L’evoluzione del gruppo terrorista ISIS rappresenta oggi una forte criticità per l’assetto geopolitico mediorientale, in particolare per la stabilità dell’Iraq post bellico e della Siria. Tuttavia l’aspetto globalizzato del fenomeno terrorismo, in modo particolare a seguito della proclamazione del Califfato da parte del leader ISIS, Al-Baghdadi, pone interrogativi rispetto l’influenza e la capacità d’ ingerenza di questa imponente struttura terrorista sul continente africano.
L’ISIS, il gruppo terrorista sunnita che attualmente è protagonista delle cronache geopolitiche, nasce da una tradizione legata ad Al Qaeda. A partire dal febbraio 2014 si sdogana per poi rivendicare un ruolo da protagonista autonomo nello scenario jihadista quando, a causa di divergenze operative e gestionali rispetto alla crisi siriana, dichiara la propria autonomia contrapponendosi in modo fermo alla dirigenza di Al Qaeda rappresentata da Ayman al-Zawhairi.
Le radici dell’ISIS vanno ricercate in una cellula fondamentalista, nata in Iraq nel 2003 denominata Jamā’at al-Tawḥīd wa-al-Jihād1, poi consolidatasi sull’onda di un risentimento sunnita nei confronti dei gruppi sciiti e alimentato dall’ intervento militare della coalizione occidentale. La grande influenza del gruppo, cresciuto sotto la guida di Al Zarqawi2, fece in modo che Al Qaeda lo riconoscesse in modo ufficiale come branca dell’organizzazione in Iraq con il nome di AQI, finanziandolo e fortificandolo dal punto di vista logistico.
Successivamente si assistette a un rapido processo di alienazione del gruppo terrorista irakeno che ha rafforzato la propria identità individuale a partire dalla rottura con Al Qaeda, per poi divenire sotto la guida di Abu Bakr al-Baghdadi3, l’Islamic State in Iraq and al Sham (ISIS), così denominato in seguito all’espansione delle proprie attività a Levante, in Siria.
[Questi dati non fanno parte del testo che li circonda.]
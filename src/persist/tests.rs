use super::*;
use crate::error::PersistError;
use crate::library::FileRef;
use crate::playlist::Playlist;
use tempfile::tempdir;

fn mp3(name: &str) -> FileRef {
    FileRef::new(name, Some("audio/mpeg"), format!("/music/{name}"))
}

fn entry(id: &str, display: &str, file: &str) -> PersistedEntry {
    PersistedEntry {
        id: id.into(),
        display_name: display.into(),
        original_file_name: file.into(),
    }
}

#[test]
fn serialize_empty_playlist_fails_with_user_message() {
    let err = serialize(&Playlist::new()).unwrap_err();
    assert!(matches!(err, PersistError::EmptyPlaylist));
    assert_eq!(err.to_string(), "Playlist is empty, cannot save.");
}

#[test]
fn serialize_writes_camel_case_metadata_only() {
    let mut pl = Playlist::new();
    pl.add(&[mp3("a.mp3"), mp3("b.mp3")]);

    let doc = serialize(&pl).unwrap();
    let value: serde_json::Value = serde_json::from_str(&doc).unwrap();
    let items = value.as_array().unwrap();
    assert_eq!(items.len(), 2);

    let first = items[0].as_object().unwrap();
    let mut keys: Vec<&str> = first.keys().map(String::as_str).collect();
    keys.sort_unstable();
    assert_eq!(keys, vec!["displayName", "id", "originalFileName"]);
    assert_eq!(first["displayName"], "a");
    assert_eq!(first["originalFileName"], "a.mp3");
    assert!(!doc.contains("/music/"));
}

#[test]
fn saved_document_loads_back_the_same_metadata() {
    let mut pl = Playlist::new();
    pl.add(&[mp3("one.mp3"), mp3("two.mp3"), mp3("one.mp3")]);

    let loaded = deserialize(&serialize(&pl).unwrap()).unwrap();
    assert_eq!(loaded.len(), pl.len());
    for (entry, track) in loaded.iter().zip(pl.iter()) {
        assert_eq!(entry.id, track.id.as_str());
        assert_eq!(entry.display_name, track.display_name);
        assert_eq!(entry.original_file_name, track.original_file_name);
    }
}

#[test]
fn deserialize_accepts_documents_written_elsewhere() {
    let doc = r#"[
        {"id": "1700000000000", "displayName": "Intro", "originalFileName": "intro.mp3"}
    ]"#;
    assert_eq!(
        deserialize(doc).unwrap(),
        vec![entry("1700000000000", "Intro", "intro.mp3")]
    );
    assert!(deserialize("[]").unwrap().is_empty());
}

#[test]
fn deserialize_rejects_malformed_json() {
    assert!(matches!(
        deserialize("{not json"),
        Err(PersistError::Format(_))
    ));
    assert!(matches!(
        deserialize(r#"{"id": "x"}"#),
        Err(PersistError::Format(_))
    ));
}

#[test]
fn deserialize_rejects_missing_fields_as_a_whole() {
    let doc = r#"[
        {"id": "1", "displayName": "ok", "originalFileName": "ok.mp3"},
        {"id": "2", "displayName": "missing file name"}
    ]"#;
    assert!(matches!(deserialize(doc), Err(PersistError::Format(_))));
}

#[test]
fn dir_storage_creates_root_and_round_trips() {
    let dir = tempdir().unwrap();
    let storage = DirStorage::new(dir.path().join("nested").join("data"));

    storage.write("playlist.json", "[]").unwrap();
    assert_eq!(storage.read("playlist.json").unwrap(), "[]");
    assert!(storage.root().join("playlist.json").is_file());
}

#[test]
fn dir_storage_missing_file_is_not_found() {
    let dir = tempdir().unwrap();
    let storage = DirStorage::new(dir.path());
    match storage.read("playlist.json") {
        Err(PersistError::NotFound(p)) => assert_eq!(p, "playlist.json"),
        other => panic!("expected NotFound, got {other:?}"),
    }
}

#[test]
fn worker_writes_then_reads_in_order() {
    let dir = tempdir().unwrap();
    let worker = PersistWorker::spawn(DirStorage::new(dir.path()));

    worker
        .submit(PersistRequest::Write {
            path: "playlist.json".into(),
            content: "[1]".into(),
        })
        .unwrap();
    worker
        .submit(PersistRequest::Read {
            path: "playlist.json".into(),
        })
        .unwrap();

    match worker.recv().unwrap() {
        PersistReply::Written { path, result } => {
            assert_eq!(path, "playlist.json");
            assert!(result.is_ok());
        }
        other => panic!("unexpected reply {other:?}"),
    }
    match worker.recv().unwrap() {
        PersistReply::Read { result, .. } => assert_eq!(result.unwrap(), "[1]"),
        other => panic!("unexpected reply {other:?}"),
    }
    assert!(worker.try_recv().is_none());
}

#[test]
fn worker_reports_storage_errors() {
    let dir = tempdir().unwrap();
    let worker = PersistWorker::spawn(DirStorage::new(dir.path()));
    worker
        .submit(PersistRequest::Read {
            path: "missing.json".into(),
        })
        .unwrap();

    match worker.recv().unwrap() {
        PersistReply::Read { result, .. } => {
            assert!(matches!(result, Err(PersistError::NotFound(_))))
        }
        other => panic!("unexpected reply {other:?}"),
    }
}

#[test]
fn relink_matches_by_file_name_in_document_order() {
    let entries = PendingEntry::from_document(vec![
        entry("1", "First", "a.mp3"),
        entry("2", "Gone", "missing.mp3"),
        entry("3", "Second", "b.mp3"),
    ]);
    let files = vec![mp3("b.mp3"), mp3("extra.mp3"), mp3("a.mp3")];

    let r = relink(entries, &files);
    let matched: Vec<(usize, &str, &str)> = r
        .matched
        .iter()
        .map(|(p, f)| (p.slot, p.entry.display_name.as_str(), f.name.as_str()))
        .collect();
    assert_eq!(matched, vec![(0, "First", "a.mp3"), (2, "Second", "b.mp3")]);
    assert_eq!(
        r.unmatched,
        vec![PendingEntry {
            slot: 1,
            entry: entry("2", "Gone", "missing.mp3"),
        }]
    );
    let leftover: Vec<&str> = r.leftover.iter().map(|f| f.name.as_str()).collect();
    assert_eq!(leftover, vec!["extra.mp3"]);
}

#[test]
fn relink_uses_each_file_once() {
    let entries = PendingEntry::from_document(vec![entry("1", "x", "dup.mp3"), entry("2", "y", "dup.mp3")]);
    let files = vec![mp3("dup.mp3")];

    let r = relink(entries, &files);
    assert_eq!(r.matched.len(), 1);
    assert_eq!(r.matched[0].0.entry.id, "1");
    assert_eq!(r.unmatched.len(), 1);
    assert_eq!(r.unmatched[0].slot, 1);
    assert!(r.leftover.is_empty());
}

#[test]
fn relink_requires_exact_name() {
    let entries = PendingEntry::from_document(vec![entry("1", "x", "Song.mp3")]);
    let files = vec![mp3("song.mp3")];
    let r = relink(entries, &files);
    assert!(r.matched.is_empty());
    assert_eq!(r.leftover.len(), 1);
}
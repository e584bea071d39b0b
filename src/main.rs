mod app;
mod audio;
mod config;
mod error;
mod library;
mod persist;
mod player;
mod playlist;
mod runtime;
mod ui;

fn main() -> Result<(), Box<dyn std::error::Error>> {
    runtime::run()
}
//! Configuration schema and loading.
//!
//! Settings come from an optional TOML file plus `SONGBOX__*` environment
//! overrides; every field has a default so a missing file is not an error.

mod load;
mod schema;

pub use schema::*;

#[cfg(test)]
mod tests;
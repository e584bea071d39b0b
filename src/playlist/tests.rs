use super::model::IdGenerator;
use super::*;
use crate::error::PlaylistError;
use crate::library::{AudioFilter, FileRef};
use std::collections::HashSet;

fn mp3(name: &str) -> FileRef {
    FileRef::new(name, Some("audio/mpeg"), format!("/music/{name}"))
}

#[test]
fn add_two_mp3s_keeps_order_and_strips_extension() {
    let mut pl = Playlist::new();
    let added = pl.add(&[mp3("a.mp3"), mp3("b.mp3")]);

    assert_eq!(added, 2);
    assert_eq!(pl.len(), 2);
    let names: Vec<&str> = pl.iter().map(|t| t.display_name.as_str()).collect();
    assert_eq!(names, vec!["a", "b"]);
    assert_eq!(pl.get(1).unwrap().original_file_name, "b.mp3");
}

#[test]
fn add_skips_files_that_are_not_audio() {
    let mut pl = Playlist::new();
    let files = vec![
        FileRef::new("cover.jpg", Some("image/jpeg"), "/music/cover.jpg"),
        mp3("song.mp3"),
        FileRef::new("notes.txt", None, "/music/notes.txt"),
        // Extension match is enough when the type was not sniffed.
        FileRef::new("LOUD.MP3", None, "/music/LOUD.MP3"),
    ];

    assert_eq!(pl.add(&files), 2);
    let names: Vec<&str> = pl.iter().map(|t| t.display_name.as_str()).collect();
    assert_eq!(names, vec!["song", "LOUD"]);
}

#[test]
fn add_with_custom_filter() {
    let mut pl = Playlist::with_filter(AudioFilter::new(["flac"], ["audio/flac"]));
    let files = vec![
        mp3("a.mp3"),
        FileRef::new("b.flac", Some("audio/flac"), "/music/b.flac"),
    ];
    assert_eq!(pl.add(&files), 1);
    assert_eq!(pl.get(0).unwrap().display_name, "b");
}

#[test]
fn duplicate_files_get_distinct_ids() {
    let mut pl = Playlist::new();
    let file = mp3("same.mp3");
    pl.add([&file, &file, &file]);

    let ids: HashSet<_> = pl.iter().map(|t| t.id.clone()).collect();
    assert_eq!(ids.len(), 3);
}

#[test]
fn add_and_remove_account_for_length_and_ids_stay_unique() {
    let mut pl = Playlist::new();
    let mut seen = HashSet::new();
    let mut expected = 0usize;

    for round in 0..20usize {
        let files: Vec<FileRef> = (0..(round % 4))
            .map(|i| mp3(&format!("{round}-{i}.mp3")))
            .collect();
        expected += pl.add(&files);
        for t in pl.iter() {
            seen.insert(t.id.clone());
        }

        if round % 3 == 0 && !pl.is_empty() {
            let idx = round % pl.len();
            pl.remove(idx).unwrap();
            expected -= 1;
        }
        assert_eq!(pl.len(), expected);

        let live: HashSet<_> = pl.iter().map(|t| t.id.clone()).collect();
        assert_eq!(live.len(), pl.len());
    }

    // Removed ids are never handed out again.
    let before = seen.len();
    pl.add(&[mp3("fresh.mp3")]);
    let fresh = pl.get(pl.len() - 1).unwrap().id.clone();
    assert!(!seen.contains(&fresh));
    assert_eq!(seen.len(), before);
}

#[test]
fn remove_shifts_later_tracks_down() {
    let mut pl = Playlist::new();
    pl.add(&[mp3("a.mp3"), mp3("b.mp3"), mp3("c.mp3")]);

    let removed = pl.remove(1).unwrap();
    assert_eq!(removed.display_name, "b");
    let names: Vec<&str> = pl.iter().map(|t| t.display_name.as_str()).collect();
    assert_eq!(names, vec!["a", "c"]);
}

#[test]
fn remove_out_of_bounds_is_an_error_and_changes_nothing() {
    let mut pl = Playlist::new();
    pl.add(&[mp3("a.mp3")]);

    assert_eq!(
        pl.remove(1).unwrap_err(),
        PlaylistError::IndexOutOfBounds { index: 1, len: 1 }
    );
    assert_eq!(pl.len(), 1);
}

#[test]
fn position_of_finds_track_by_id() {
    let mut pl = Playlist::new();
    pl.add(&[mp3("a.mp3"), mp3("b.mp3")]);
    let id = pl.get(1).unwrap().id.clone();

    assert_eq!(pl.position_of(&id), Some(1));
    pl.remove(0).unwrap();
    assert_eq!(pl.position_of(&id), Some(0));
    pl.clear();
    assert_eq!(pl.position_of(&id), None);
    assert!(pl.is_empty());
}

#[test]
fn insert_named_keeps_given_display_name_and_bypasses_filter() {
    let mut pl = Playlist::new();
    let file = FileRef::new("track01.ogg", None, "/music/track01.ogg");
    let t = pl.insert_named(0, &file, "Opening Theme");

    assert_eq!(t.display_name, "Opening Theme");
    assert_eq!(t.original_file_name, "track01.ogg");
    assert_eq!(pl.len(), 1);
}

#[test]
fn insert_named_places_track_at_index_and_clamps() {
    let mut pl = Playlist::new();
    pl.add(&[mp3("a.mp3"), mp3("c.mp3")]);

    let b = pl.insert_named(1, &mp3("b.mp3"), "B").id.clone();
    pl.insert_named(99, &mp3("z.mp3"), "Z");

    let names: Vec<&str> = pl.iter().map(|t| t.display_name.as_str()).collect();
    assert_eq!(names, vec!["a", "B", "c", "Z"]);
    assert_eq!(pl.position_of(&b), Some(1));
}

#[test]
fn id_generator_never_repeats() {
    let mut ids = IdGenerator::new();
    let all: HashSet<TrackId> = (0..1000).map(|_| ids.next_id()).collect();
    assert_eq!(all.len(), 1000);
}
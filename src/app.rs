//! The running session and the dispatcher mapping user actions onto it.
//!
//! Views never mutate state; they render a `Session`. Keys become
//! `Action`s, and storage work comes back out as `Effect`s.

mod dispatch;
mod model;

pub use dispatch::{Action, Effect};
pub use model::*;
use crate::error::PlaylistError;
use crate::library::{AudioFilter, FileRef};

use super::model::{IdGenerator, Track, TrackId};

/// Ordered, in-memory list of tracks for the current session.
///
/// Mutations never touch storage and never block.
#[derive(Debug, Default)]
pub struct Playlist {
    tracks: Vec<Track>,
    ids: IdGenerator,
    filter: AudioFilter,
}

impl Playlist {
    /// An empty playlist accepting `audio/mpeg` / `.mp3` files.
    pub fn new() -> Self {
        Self::default()
    }

    /// An empty playlist using `filter` to recognize audio files.
    pub fn with_filter(filter: AudioFilter) -> Self {
        Self {
            tracks: Vec::new(),
            ids: IdGenerator::new(),
            filter,
        }
    }

    /// Append one track per audio file, in order. Files the filter does not
    /// recognize are skipped. Returns how many tracks were added.
    pub fn add<'a, I>(&mut self, files: I) -> usize
    where
        I: IntoIterator<Item = &'a FileRef>,
    {
        let before = self.tracks.len();
        for file in files {
            if !self.filter.accepts(file) {
                log::debug!("playlist: skipping non-audio file {}", file.name);
                continue;
            }
            let id = self.ids.next_id();
            self.tracks.push(Track::from_file(id, file, None));
        }
        self.tracks.len() - before
    }

    /// Insert `file` at `index` (clamped to the end) under an explicit
    /// display name, bypassing the type filter. Used when restoring entries
    /// from a saved playlist.
    pub fn insert_named(&mut self, index: usize, file: &FileRef, display_name: &str) -> &Track {
        let index = index.min(self.tracks.len());
        let id = self.ids.next_id();
        self.tracks
            .insert(index, Track::from_file(id, file, Some(display_name)));
        &self.tracks[index]
    }

    /// Remove the track at `index`, shifting later tracks down by one.
    pub fn remove(&mut self, index: usize) -> Result<Track, PlaylistError> {
        if index >= self.tracks.len() {
            return Err(PlaylistError::IndexOutOfBounds {
                index,
                len: self.tracks.len(),
            });
        }
        Ok(self.tracks.remove(index))
    }

    /// Drop every track. Ids handed out so far are still never reused.
    pub fn clear(&mut self) {
        self.tracks.clear();
    }

    pub fn get(&self, index: usize) -> Option<&Track> {
        self.tracks.get(index)
    }

    pub fn position_of(&self, id: &TrackId) -> Option<usize> {
        self.tracks.iter().position(|t| t.id == *id)
    }

    pub fn len(&self) -> usize {
        self.tracks.len()
    }

    pub fn is_empty(&self) -> bool {
        self.tracks.is_empty()
    }

    pub fn iter(&self) -> std::slice::Iter<'_, Track> {
        self.tracks.iter()
    }
}
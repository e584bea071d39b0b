//! Scripted backend for controller tests. Records every call and keeps the
//! event sink of each attach so tests can play the part of the audio thread.

use std::cell::RefCell;
use std::path::PathBuf;
use std::rc::Rc;
use std::time::Duration;

use crate::error::AudioError;
use crate::library::SourceHandle;

use super::backend::{AudioBackend, AudioHandle};
use super::types::{AudioEvent, EventSink};

#[derive(Debug, Clone, PartialEq, Eq)]
pub enum Call {
    Load(PathBuf),
    Play(usize),
    Pause(usize),
    Seek(usize, Duration),
    Attach(usize),
    Detach(usize),
}

#[derive(Default)]
struct Script {
    calls: Vec<Call>,
    sinks: Vec<EventSink>,
    handles: usize,
    broken: Vec<PathBuf>,
    unseekable: bool,
}

/// Cheap to clone; clones share the same script.
#[derive(Clone, Default)]
pub struct FakeBackend {
    script: Rc<RefCell<Script>>,
}

impl FakeBackend {
    pub fn new() -> Self {
        Self::default()
    }

    /// Make `load` fail for `path`.
    pub fn break_path(&self, path: impl Into<PathBuf>) {
        self.script.borrow_mut().broken.push(path.into());
    }

    pub fn set_unseekable(&self, unseekable: bool) {
        self.script.borrow_mut().unseekable = unseekable;
    }

    pub fn calls(&self) -> Vec<Call> {
        self.script.borrow().calls.clone()
    }

    pub fn clear_calls(&self) {
        self.script.borrow_mut().calls.clear();
    }

    /// Number of handles opened so far.
    pub fn loads(&self) -> usize {
        self.script.borrow().handles
    }

    /// The sink given to the most recent attach.
    pub fn last_sink(&self) -> EventSink {
        self.script
            .borrow()
            .sinks
            .last()
            .cloned()
            .expect("nothing attached yet")
    }

    /// Emit through the most recently attached sink.
    pub fn emit(&self, event: AudioEvent) {
        self.last_sink().emit(event);
    }

    fn record(&self, call: Call) {
        self.script.borrow_mut().calls.push(call);
    }
}

impl AudioBackend for FakeBackend {
    type Handle = FakeHandle;

    fn load(&mut self, source: &SourceHandle) -> Result<FakeHandle, AudioError> {
        let path = source.path();
        self.record(Call::Load(path.to_path_buf()));
        if self.script.borrow().broken.iter().any(|p| p == path) {
            return Err(AudioError::Decode {
                path: path.to_path_buf(),
                reason: "scripted failure".into(),
            });
        }
        let mut script = self.script.borrow_mut();
        let number = script.handles;
        script.handles += 1;
        Ok(FakeHandle {
            number,
            backend: self.clone(),
        })
    }
}

pub struct FakeHandle {
    number: usize,
    backend: FakeBackend,
}

impl AudioHandle for FakeHandle {
    fn play(&mut self) {
        self.backend.record(Call::Play(self.number));
    }

    fn pause(&mut self) {
        self.backend.record(Call::Pause(self.number));
    }

    fn seek(&mut self, position: Duration) -> Result<(), AudioError> {
        if self.backend.script.borrow().unseekable {
            return Err(AudioError::Seek(position));
        }
        self.backend.record(Call::Seek(self.number, position));
        Ok(())
    }

    fn attach(&mut self, sink: EventSink) {
        self.backend.record(Call::Attach(self.number));
        self.backend.script.borrow_mut().sinks.push(sink);
    }

    fn detach(&mut self) {
        self.backend.record(Call::Detach(self.number));
    }

    fn poll(&mut self) {}
}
La nascita e l’evoluzione dell’ ISIS rappresentano un momento importante rispetto al nuovo corso che sta assumendo il terrorismo in diverse realtà geografiche. Unitamente ad altri gruppi strutturati e operanti soprattutto nell’ area dell’Africa sub-sahariana, ISIS evidenzia dei caratteri operativi innovativi di completezza e complessità che riducono, in modo considerevole, l’ asimmetria del conflitto tra gruppo terrorista e Stato legittimo.
Questo ridisegna la geografia del terrorismo e rimodula la percezione del fenomeno, arrivando a relegare il metodico terrorismo islamista di Al Qaeda a un momento del fenomeno ed a non identificarlo in modo assoluto con essa.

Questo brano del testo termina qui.